WHAT IS REQUIRED: Count every line below that holds "confirmations". Number only.

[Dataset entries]

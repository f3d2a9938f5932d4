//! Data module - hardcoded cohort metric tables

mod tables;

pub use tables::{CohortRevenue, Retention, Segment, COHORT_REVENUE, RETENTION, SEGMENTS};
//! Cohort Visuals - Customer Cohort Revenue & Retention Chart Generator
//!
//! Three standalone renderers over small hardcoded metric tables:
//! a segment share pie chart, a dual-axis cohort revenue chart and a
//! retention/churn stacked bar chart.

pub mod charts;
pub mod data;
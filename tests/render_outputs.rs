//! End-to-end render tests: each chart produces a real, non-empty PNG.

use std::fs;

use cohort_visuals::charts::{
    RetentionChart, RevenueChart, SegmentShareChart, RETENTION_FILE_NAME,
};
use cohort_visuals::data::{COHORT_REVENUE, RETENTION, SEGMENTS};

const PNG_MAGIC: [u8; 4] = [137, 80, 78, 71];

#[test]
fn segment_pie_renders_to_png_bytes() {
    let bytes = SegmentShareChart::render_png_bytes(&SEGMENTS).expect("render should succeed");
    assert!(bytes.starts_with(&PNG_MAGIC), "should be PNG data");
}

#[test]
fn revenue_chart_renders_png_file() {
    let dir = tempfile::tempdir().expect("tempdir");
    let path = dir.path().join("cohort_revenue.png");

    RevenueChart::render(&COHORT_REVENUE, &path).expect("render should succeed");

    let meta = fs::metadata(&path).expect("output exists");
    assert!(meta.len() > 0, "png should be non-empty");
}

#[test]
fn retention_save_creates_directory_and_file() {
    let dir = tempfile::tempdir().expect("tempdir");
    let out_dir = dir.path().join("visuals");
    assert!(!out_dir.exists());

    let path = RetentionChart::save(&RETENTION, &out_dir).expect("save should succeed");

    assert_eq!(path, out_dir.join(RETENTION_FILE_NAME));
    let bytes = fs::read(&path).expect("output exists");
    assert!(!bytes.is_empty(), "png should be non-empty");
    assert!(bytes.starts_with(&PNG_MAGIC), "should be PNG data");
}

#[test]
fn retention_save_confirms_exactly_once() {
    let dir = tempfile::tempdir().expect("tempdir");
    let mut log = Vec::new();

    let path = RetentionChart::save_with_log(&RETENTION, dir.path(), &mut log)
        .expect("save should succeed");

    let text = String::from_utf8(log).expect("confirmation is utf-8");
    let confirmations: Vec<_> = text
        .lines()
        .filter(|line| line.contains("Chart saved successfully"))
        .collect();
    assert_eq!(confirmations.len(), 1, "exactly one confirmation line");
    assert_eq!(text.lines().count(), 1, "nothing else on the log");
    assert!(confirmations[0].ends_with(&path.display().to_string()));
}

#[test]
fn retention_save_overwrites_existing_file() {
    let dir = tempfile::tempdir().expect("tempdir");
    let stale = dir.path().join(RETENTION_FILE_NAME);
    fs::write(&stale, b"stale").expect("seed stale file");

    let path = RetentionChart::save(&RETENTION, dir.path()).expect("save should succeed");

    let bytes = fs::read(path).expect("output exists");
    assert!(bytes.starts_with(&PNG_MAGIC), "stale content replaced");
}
...
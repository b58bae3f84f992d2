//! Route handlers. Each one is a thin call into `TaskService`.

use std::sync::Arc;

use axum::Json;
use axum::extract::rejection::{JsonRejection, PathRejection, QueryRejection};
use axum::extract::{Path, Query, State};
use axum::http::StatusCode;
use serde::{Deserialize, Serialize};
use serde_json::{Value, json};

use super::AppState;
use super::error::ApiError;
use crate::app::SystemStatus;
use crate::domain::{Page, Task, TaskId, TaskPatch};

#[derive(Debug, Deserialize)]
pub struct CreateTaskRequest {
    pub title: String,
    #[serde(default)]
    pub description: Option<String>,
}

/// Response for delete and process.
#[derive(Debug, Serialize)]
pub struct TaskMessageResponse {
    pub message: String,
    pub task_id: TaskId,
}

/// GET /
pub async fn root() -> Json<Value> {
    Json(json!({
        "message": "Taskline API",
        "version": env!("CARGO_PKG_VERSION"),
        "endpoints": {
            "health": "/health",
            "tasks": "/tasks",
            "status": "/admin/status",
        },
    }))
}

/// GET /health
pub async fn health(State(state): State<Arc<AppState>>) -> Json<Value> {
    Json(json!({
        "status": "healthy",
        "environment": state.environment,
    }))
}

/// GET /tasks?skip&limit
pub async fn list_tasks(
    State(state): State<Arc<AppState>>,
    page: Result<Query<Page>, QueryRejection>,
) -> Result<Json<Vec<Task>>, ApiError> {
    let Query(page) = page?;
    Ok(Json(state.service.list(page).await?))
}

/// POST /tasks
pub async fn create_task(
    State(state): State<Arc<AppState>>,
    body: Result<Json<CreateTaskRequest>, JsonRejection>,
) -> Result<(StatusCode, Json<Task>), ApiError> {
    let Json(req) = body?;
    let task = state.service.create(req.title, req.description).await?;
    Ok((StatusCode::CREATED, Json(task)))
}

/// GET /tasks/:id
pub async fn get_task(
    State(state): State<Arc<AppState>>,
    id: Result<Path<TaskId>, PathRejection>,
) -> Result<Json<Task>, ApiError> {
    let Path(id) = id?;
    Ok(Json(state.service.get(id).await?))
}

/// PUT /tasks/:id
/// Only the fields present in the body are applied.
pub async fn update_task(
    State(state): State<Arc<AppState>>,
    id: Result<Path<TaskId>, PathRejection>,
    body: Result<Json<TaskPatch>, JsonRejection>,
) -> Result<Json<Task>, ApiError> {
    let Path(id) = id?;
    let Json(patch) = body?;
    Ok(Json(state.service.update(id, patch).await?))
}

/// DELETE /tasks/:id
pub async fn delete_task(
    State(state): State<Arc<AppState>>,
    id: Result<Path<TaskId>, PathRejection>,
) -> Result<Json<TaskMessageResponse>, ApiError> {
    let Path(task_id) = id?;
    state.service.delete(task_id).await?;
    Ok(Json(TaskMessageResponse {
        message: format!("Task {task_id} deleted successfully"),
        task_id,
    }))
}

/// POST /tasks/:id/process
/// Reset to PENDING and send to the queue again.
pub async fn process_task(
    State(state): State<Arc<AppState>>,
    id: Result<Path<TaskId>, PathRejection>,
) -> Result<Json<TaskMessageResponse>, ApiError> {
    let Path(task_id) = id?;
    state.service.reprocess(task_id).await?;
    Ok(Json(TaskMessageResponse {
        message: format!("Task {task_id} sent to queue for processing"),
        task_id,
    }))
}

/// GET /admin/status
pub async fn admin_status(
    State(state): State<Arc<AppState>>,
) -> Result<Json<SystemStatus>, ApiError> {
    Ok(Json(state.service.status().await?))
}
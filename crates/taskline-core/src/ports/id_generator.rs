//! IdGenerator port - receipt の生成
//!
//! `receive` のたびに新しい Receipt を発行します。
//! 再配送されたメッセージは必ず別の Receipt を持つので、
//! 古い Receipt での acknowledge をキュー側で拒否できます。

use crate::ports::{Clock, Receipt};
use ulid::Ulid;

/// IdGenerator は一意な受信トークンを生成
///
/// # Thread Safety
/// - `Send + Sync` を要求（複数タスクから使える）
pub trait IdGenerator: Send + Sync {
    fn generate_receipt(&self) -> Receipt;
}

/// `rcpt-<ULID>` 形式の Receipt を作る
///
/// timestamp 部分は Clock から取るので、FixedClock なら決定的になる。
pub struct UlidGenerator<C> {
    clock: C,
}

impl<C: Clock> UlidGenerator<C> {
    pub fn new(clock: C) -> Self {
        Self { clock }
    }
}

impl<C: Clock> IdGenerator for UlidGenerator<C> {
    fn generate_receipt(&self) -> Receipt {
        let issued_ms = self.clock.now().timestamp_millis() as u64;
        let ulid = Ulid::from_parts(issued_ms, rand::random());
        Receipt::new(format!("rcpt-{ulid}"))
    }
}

EXERCISE RESPONSE: 3